_What to do:_
Here is a block of records. Copy every line in it that includes "helpers".
(Beginning of Material to process)
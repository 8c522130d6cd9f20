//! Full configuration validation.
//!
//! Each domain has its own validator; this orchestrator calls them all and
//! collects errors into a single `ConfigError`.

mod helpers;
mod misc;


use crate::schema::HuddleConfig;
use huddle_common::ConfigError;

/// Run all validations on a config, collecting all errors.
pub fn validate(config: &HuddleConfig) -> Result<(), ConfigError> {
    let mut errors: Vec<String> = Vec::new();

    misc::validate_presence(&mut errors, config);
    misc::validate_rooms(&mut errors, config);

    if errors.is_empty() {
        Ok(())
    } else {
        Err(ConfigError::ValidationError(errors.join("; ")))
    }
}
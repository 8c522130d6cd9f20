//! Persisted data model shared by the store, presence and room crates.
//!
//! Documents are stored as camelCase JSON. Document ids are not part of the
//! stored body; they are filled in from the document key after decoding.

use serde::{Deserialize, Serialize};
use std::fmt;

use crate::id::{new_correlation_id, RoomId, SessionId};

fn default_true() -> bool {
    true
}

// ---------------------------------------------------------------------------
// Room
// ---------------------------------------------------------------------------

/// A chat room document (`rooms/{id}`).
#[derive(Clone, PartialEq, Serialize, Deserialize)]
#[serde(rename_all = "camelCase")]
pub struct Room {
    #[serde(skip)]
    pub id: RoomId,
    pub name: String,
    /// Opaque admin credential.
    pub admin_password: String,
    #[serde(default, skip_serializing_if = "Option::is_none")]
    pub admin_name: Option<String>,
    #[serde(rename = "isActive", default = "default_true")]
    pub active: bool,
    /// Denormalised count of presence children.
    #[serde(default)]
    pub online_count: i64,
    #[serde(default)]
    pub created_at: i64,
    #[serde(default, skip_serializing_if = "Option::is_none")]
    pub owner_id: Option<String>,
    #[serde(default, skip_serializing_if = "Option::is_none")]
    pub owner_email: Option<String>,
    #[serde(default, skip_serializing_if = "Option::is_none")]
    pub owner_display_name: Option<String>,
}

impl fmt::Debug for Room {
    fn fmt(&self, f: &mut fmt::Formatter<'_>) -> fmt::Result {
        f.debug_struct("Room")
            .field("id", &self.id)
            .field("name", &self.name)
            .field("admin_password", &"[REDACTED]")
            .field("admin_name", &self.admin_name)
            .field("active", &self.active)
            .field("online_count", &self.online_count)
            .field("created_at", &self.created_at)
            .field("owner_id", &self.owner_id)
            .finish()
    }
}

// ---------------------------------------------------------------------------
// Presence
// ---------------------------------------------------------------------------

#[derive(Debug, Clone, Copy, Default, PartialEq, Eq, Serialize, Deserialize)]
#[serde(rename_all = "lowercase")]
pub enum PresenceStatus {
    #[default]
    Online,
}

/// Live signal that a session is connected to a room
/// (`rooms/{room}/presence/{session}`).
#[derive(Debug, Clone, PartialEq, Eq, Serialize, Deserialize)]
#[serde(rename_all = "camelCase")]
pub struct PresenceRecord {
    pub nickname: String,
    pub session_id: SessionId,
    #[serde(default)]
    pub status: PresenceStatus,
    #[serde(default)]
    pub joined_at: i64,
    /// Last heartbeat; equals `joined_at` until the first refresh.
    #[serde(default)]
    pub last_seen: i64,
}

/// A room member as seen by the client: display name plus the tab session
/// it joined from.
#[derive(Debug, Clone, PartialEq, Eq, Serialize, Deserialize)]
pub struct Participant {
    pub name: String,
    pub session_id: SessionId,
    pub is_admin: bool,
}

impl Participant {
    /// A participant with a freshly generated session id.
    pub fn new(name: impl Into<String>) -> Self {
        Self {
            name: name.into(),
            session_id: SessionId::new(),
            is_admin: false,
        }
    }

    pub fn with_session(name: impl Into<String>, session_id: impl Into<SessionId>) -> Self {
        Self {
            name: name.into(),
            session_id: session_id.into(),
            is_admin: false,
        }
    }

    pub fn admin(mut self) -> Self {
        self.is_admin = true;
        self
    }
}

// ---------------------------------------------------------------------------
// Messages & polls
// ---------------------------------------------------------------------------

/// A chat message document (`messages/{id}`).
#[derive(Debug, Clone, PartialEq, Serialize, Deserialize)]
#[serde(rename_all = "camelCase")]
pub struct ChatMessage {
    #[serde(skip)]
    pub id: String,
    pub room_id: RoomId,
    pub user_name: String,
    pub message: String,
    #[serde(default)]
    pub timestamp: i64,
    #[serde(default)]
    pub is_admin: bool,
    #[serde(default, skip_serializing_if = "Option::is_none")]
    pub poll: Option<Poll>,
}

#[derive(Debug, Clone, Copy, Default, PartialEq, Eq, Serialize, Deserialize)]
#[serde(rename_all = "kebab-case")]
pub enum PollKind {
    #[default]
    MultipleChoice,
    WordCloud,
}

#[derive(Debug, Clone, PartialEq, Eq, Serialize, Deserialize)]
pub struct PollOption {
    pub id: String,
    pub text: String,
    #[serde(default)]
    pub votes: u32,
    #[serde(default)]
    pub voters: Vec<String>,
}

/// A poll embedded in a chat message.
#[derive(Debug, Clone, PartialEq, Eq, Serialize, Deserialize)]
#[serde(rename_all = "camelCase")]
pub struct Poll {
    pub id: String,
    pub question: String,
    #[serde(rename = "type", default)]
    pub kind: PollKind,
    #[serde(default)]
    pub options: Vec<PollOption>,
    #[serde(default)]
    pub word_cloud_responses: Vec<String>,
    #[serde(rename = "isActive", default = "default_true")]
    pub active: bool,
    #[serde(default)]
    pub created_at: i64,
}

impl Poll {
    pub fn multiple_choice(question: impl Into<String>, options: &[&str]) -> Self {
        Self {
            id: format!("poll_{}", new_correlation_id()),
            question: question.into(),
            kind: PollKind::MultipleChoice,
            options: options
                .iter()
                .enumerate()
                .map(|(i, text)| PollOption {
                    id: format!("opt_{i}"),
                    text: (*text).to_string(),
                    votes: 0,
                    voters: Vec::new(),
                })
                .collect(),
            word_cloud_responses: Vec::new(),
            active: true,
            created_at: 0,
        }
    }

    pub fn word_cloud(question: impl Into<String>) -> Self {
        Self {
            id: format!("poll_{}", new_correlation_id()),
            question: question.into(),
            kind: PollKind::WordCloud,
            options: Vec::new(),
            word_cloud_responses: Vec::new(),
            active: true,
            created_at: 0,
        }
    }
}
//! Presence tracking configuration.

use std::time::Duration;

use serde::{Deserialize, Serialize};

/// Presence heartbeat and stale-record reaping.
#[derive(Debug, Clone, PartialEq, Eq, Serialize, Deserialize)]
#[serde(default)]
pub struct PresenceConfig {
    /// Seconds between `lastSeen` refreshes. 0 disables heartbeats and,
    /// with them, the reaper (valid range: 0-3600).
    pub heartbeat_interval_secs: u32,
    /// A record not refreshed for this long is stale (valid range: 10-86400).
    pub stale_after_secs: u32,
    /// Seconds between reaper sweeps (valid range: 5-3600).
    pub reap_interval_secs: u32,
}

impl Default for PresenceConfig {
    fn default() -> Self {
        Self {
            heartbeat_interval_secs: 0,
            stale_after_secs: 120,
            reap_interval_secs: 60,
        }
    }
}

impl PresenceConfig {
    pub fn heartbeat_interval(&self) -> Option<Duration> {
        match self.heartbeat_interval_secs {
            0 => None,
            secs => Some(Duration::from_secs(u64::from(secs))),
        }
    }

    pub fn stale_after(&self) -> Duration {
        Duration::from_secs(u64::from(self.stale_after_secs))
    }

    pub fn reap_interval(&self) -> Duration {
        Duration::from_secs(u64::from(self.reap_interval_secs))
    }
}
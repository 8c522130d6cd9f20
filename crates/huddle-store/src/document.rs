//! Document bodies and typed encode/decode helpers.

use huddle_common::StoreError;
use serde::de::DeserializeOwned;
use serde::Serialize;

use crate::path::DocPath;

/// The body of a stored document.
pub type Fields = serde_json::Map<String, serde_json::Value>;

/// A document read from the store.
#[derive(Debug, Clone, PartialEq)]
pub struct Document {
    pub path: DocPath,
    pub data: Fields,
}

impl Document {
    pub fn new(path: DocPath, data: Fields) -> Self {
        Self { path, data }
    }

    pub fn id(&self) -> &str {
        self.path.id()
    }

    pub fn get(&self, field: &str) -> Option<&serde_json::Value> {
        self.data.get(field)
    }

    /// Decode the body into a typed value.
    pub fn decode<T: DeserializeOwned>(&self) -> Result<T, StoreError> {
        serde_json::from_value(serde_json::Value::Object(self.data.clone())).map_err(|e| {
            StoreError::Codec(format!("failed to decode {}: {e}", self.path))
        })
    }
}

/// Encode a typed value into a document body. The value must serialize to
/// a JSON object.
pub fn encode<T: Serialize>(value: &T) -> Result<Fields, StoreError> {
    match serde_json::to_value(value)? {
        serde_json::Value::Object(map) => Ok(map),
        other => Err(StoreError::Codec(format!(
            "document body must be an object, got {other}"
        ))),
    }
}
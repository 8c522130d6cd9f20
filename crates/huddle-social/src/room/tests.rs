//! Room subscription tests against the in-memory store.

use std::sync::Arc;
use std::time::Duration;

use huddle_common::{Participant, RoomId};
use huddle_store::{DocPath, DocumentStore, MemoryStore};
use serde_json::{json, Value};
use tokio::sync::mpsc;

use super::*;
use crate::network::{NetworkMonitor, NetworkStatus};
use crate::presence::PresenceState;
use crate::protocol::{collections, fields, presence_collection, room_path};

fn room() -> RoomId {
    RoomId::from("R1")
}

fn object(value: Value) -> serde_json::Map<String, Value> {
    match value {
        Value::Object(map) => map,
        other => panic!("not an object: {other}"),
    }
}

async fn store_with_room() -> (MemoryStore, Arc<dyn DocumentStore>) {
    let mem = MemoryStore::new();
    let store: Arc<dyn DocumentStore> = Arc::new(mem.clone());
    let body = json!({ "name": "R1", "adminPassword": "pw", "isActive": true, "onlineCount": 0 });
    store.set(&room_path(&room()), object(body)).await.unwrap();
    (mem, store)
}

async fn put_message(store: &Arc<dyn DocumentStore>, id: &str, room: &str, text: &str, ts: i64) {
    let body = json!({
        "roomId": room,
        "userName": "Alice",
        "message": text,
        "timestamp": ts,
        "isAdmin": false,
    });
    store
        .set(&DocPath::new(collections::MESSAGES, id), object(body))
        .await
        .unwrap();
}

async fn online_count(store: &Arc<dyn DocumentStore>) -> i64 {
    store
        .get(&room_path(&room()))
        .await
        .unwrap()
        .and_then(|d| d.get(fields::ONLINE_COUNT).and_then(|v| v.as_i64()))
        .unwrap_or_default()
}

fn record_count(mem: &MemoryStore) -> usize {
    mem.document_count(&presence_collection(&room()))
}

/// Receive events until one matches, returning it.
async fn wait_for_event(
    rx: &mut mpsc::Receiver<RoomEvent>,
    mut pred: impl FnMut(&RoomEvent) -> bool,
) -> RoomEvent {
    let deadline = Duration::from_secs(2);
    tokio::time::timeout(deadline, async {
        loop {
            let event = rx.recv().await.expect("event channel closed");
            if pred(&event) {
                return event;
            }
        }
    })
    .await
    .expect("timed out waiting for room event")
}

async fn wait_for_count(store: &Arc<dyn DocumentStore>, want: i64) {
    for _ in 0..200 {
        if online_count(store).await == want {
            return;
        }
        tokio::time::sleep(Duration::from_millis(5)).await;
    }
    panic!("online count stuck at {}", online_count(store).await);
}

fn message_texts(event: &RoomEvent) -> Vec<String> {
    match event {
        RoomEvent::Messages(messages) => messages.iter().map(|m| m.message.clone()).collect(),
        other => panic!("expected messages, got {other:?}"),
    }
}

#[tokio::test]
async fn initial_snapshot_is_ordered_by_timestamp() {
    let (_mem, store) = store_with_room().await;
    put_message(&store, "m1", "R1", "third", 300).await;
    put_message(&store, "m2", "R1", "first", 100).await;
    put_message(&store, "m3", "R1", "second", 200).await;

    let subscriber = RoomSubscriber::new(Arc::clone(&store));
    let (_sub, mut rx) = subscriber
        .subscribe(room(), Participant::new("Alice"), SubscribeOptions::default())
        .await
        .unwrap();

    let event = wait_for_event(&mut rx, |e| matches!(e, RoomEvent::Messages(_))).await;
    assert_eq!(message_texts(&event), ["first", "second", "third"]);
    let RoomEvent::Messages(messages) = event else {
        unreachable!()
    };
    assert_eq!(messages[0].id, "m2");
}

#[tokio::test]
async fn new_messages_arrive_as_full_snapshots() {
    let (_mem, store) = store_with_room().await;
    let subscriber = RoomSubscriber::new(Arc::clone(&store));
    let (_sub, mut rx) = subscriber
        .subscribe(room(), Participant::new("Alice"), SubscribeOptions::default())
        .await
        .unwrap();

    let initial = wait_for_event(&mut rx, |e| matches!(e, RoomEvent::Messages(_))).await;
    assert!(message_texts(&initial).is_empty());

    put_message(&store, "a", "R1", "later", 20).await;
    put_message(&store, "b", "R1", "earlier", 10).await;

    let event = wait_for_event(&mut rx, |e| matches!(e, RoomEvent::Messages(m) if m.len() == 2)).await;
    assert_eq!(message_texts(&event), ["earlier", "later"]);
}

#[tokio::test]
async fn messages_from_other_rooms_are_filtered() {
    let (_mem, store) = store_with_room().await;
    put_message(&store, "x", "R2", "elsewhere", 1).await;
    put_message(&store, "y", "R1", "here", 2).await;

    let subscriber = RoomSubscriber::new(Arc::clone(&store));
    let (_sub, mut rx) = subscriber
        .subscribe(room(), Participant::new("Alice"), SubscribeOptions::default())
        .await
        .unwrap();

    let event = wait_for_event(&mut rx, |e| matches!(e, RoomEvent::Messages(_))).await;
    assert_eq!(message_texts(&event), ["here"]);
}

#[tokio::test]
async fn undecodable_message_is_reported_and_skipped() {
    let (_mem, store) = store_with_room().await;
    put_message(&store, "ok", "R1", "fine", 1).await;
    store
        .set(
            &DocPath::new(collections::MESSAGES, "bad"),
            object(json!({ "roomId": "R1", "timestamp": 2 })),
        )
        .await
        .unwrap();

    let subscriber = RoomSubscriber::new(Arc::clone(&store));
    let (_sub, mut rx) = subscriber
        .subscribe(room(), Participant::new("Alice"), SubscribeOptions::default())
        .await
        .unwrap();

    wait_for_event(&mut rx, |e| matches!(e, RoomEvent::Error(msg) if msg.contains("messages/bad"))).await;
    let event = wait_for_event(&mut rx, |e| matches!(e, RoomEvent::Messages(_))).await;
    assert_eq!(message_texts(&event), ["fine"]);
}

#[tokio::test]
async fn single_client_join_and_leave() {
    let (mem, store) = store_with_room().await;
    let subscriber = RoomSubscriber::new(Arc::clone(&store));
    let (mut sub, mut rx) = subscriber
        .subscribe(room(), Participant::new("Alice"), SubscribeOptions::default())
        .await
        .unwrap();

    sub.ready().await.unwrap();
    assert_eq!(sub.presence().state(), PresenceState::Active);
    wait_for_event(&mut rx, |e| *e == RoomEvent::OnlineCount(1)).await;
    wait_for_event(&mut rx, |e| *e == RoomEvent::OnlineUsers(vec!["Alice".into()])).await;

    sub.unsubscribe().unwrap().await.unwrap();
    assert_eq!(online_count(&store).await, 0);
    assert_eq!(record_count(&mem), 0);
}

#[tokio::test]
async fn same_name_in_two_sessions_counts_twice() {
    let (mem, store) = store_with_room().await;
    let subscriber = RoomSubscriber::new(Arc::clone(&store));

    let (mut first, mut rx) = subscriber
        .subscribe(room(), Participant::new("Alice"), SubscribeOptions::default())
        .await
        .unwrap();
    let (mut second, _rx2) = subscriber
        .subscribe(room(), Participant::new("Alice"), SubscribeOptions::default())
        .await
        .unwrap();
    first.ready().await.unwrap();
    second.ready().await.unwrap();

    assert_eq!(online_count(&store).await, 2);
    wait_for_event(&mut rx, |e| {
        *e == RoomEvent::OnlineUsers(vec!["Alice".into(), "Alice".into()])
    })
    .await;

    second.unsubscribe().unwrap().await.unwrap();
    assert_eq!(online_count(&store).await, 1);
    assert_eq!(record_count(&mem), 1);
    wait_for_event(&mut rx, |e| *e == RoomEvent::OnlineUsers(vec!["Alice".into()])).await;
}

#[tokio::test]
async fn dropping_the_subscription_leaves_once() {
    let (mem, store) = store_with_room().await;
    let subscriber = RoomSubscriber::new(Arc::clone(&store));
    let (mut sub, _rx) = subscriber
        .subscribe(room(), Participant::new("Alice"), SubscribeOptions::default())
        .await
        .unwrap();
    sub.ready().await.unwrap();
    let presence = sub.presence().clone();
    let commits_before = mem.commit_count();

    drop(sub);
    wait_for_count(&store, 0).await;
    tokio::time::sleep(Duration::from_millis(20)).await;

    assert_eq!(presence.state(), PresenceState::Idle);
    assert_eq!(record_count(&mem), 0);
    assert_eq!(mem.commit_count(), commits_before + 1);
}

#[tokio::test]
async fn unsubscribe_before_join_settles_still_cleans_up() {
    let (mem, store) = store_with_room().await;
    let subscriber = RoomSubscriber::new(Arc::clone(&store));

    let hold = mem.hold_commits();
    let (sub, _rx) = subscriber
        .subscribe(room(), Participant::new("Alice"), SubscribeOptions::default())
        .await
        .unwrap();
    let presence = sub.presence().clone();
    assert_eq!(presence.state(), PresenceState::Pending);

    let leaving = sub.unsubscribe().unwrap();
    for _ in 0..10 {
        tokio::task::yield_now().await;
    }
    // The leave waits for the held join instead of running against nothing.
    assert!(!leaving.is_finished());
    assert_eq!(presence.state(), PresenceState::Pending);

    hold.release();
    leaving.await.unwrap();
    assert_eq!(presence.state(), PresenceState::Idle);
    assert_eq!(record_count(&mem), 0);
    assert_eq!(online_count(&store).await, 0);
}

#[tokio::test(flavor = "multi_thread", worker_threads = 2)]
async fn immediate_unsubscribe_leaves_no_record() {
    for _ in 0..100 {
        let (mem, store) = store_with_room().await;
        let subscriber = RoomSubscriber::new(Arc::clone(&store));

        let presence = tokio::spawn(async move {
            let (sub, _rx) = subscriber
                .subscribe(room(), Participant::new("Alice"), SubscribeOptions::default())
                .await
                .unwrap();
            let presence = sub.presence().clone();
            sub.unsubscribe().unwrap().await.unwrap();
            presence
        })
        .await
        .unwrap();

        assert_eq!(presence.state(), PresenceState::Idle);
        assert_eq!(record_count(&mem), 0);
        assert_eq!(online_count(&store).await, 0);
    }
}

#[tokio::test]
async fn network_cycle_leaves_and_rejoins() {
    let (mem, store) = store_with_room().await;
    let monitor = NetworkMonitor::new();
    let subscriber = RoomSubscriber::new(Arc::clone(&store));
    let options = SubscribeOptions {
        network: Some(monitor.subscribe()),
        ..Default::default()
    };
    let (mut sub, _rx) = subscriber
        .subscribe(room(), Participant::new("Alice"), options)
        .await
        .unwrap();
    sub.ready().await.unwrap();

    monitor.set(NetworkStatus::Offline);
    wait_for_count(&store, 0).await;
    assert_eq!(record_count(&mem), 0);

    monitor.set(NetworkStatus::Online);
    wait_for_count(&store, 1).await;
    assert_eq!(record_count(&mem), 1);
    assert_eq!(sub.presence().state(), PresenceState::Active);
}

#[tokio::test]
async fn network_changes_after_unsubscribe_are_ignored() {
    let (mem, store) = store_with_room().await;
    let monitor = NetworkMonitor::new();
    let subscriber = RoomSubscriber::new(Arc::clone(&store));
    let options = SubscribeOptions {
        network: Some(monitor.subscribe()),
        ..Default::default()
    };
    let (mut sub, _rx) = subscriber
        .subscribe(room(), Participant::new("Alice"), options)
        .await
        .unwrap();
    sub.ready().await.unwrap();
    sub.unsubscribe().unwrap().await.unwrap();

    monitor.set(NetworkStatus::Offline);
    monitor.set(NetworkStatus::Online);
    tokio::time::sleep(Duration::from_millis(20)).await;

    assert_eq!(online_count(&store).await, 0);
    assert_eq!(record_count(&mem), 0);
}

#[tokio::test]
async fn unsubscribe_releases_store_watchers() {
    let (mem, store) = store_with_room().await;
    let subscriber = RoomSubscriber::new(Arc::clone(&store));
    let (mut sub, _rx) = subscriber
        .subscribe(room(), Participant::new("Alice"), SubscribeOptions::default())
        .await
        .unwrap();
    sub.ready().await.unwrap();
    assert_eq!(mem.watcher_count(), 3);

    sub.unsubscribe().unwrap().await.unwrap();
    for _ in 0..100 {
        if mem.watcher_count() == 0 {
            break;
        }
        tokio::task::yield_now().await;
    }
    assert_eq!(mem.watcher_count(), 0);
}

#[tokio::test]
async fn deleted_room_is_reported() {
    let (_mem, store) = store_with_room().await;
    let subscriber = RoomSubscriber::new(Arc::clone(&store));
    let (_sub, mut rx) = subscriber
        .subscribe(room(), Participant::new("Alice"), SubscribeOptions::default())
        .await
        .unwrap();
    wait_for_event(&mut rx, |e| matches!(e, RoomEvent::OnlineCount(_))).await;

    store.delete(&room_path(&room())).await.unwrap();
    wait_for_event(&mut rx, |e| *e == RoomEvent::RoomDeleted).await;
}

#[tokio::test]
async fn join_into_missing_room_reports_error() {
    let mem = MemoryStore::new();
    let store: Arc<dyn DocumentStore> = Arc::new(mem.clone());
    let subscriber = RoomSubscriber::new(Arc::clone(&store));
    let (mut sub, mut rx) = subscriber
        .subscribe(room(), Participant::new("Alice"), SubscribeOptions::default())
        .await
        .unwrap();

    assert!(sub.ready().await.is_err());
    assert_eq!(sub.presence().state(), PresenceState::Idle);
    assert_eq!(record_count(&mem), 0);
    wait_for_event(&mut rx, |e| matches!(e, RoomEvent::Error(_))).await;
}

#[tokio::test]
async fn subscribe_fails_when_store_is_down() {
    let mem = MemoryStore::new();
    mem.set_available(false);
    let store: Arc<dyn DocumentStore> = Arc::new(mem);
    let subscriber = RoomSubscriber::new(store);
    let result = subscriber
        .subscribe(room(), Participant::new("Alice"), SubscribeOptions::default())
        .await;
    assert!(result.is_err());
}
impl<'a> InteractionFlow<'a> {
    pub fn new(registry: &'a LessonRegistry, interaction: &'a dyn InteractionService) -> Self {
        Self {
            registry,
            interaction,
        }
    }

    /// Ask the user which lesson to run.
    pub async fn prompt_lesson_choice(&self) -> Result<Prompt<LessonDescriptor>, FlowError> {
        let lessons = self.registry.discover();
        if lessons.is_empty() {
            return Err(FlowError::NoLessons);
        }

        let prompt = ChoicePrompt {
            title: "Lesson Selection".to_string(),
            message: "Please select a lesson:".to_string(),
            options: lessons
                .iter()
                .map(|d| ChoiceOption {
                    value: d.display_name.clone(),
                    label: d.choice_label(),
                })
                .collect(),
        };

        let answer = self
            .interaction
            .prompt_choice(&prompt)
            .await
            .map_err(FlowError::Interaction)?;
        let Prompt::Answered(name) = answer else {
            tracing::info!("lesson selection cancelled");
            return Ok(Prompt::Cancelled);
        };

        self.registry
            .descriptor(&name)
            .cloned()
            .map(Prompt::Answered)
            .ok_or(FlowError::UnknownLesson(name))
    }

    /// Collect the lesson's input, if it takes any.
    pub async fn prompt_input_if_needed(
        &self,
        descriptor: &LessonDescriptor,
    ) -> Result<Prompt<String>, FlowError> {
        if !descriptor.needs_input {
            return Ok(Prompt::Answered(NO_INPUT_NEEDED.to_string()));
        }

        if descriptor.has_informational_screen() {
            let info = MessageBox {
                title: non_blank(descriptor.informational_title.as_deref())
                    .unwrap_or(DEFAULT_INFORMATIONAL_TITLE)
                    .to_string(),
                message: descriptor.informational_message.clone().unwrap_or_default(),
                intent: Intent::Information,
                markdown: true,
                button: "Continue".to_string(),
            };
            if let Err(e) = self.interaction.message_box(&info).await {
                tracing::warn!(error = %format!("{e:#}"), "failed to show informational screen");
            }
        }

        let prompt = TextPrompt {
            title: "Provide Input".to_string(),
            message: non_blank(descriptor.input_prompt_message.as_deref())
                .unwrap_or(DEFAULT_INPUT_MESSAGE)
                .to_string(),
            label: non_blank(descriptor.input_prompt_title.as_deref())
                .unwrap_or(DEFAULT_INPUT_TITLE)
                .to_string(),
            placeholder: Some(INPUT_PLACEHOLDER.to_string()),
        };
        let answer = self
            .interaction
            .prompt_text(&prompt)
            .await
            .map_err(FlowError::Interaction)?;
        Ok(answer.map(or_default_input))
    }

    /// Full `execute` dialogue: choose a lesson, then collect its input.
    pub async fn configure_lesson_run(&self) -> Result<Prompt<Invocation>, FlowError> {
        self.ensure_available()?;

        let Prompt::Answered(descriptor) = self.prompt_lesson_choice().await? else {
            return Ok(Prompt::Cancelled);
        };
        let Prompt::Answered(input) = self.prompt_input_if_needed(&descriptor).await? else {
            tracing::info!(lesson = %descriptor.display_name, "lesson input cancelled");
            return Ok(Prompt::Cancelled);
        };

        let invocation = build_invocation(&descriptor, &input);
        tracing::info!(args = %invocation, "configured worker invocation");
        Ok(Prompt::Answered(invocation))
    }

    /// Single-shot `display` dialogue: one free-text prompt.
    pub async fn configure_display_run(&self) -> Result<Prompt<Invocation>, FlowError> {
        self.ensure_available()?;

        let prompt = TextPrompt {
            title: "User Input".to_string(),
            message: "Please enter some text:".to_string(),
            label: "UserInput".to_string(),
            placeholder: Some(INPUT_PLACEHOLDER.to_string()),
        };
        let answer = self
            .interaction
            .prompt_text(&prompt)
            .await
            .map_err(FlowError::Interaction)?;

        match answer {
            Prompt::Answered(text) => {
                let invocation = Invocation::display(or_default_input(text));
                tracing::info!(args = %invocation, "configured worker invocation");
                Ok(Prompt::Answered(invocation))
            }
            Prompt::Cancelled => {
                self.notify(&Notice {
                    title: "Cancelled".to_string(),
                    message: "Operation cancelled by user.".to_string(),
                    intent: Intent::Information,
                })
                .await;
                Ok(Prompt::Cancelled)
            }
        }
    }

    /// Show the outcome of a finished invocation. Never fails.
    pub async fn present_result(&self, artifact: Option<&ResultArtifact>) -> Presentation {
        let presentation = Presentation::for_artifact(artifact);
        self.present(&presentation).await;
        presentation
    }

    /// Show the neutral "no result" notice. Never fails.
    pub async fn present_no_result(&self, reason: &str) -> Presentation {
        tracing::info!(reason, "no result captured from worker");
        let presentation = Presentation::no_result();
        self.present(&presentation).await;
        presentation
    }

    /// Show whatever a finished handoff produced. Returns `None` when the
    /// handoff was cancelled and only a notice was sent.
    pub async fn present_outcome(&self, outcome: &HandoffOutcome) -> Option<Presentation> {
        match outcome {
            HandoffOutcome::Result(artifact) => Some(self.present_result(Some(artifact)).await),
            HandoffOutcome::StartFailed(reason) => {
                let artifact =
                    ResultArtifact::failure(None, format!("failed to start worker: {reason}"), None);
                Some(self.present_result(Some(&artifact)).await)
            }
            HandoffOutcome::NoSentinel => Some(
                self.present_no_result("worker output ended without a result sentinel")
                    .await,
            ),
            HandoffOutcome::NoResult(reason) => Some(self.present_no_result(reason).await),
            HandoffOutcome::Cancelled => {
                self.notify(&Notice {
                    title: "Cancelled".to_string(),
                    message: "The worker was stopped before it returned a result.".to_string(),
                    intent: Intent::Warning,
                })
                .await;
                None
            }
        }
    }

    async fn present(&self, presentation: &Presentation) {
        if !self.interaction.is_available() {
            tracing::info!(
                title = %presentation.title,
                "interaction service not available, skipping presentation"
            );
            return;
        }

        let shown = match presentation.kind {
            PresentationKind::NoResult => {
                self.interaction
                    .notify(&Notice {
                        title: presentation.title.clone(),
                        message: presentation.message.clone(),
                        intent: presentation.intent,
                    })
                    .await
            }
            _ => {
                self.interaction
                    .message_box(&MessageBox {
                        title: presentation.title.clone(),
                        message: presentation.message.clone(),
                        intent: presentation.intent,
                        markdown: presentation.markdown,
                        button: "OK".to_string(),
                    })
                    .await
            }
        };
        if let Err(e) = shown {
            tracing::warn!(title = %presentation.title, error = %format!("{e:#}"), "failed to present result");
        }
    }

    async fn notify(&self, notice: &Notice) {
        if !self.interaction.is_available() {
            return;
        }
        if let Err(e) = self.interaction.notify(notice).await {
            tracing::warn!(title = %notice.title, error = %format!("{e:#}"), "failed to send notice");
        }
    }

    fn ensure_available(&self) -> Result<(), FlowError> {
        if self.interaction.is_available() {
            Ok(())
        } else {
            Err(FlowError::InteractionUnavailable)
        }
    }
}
(End of Material to process)
_Solution for this problem:_
mod helpers;
//! Document bodies and typed encode/decode helpers.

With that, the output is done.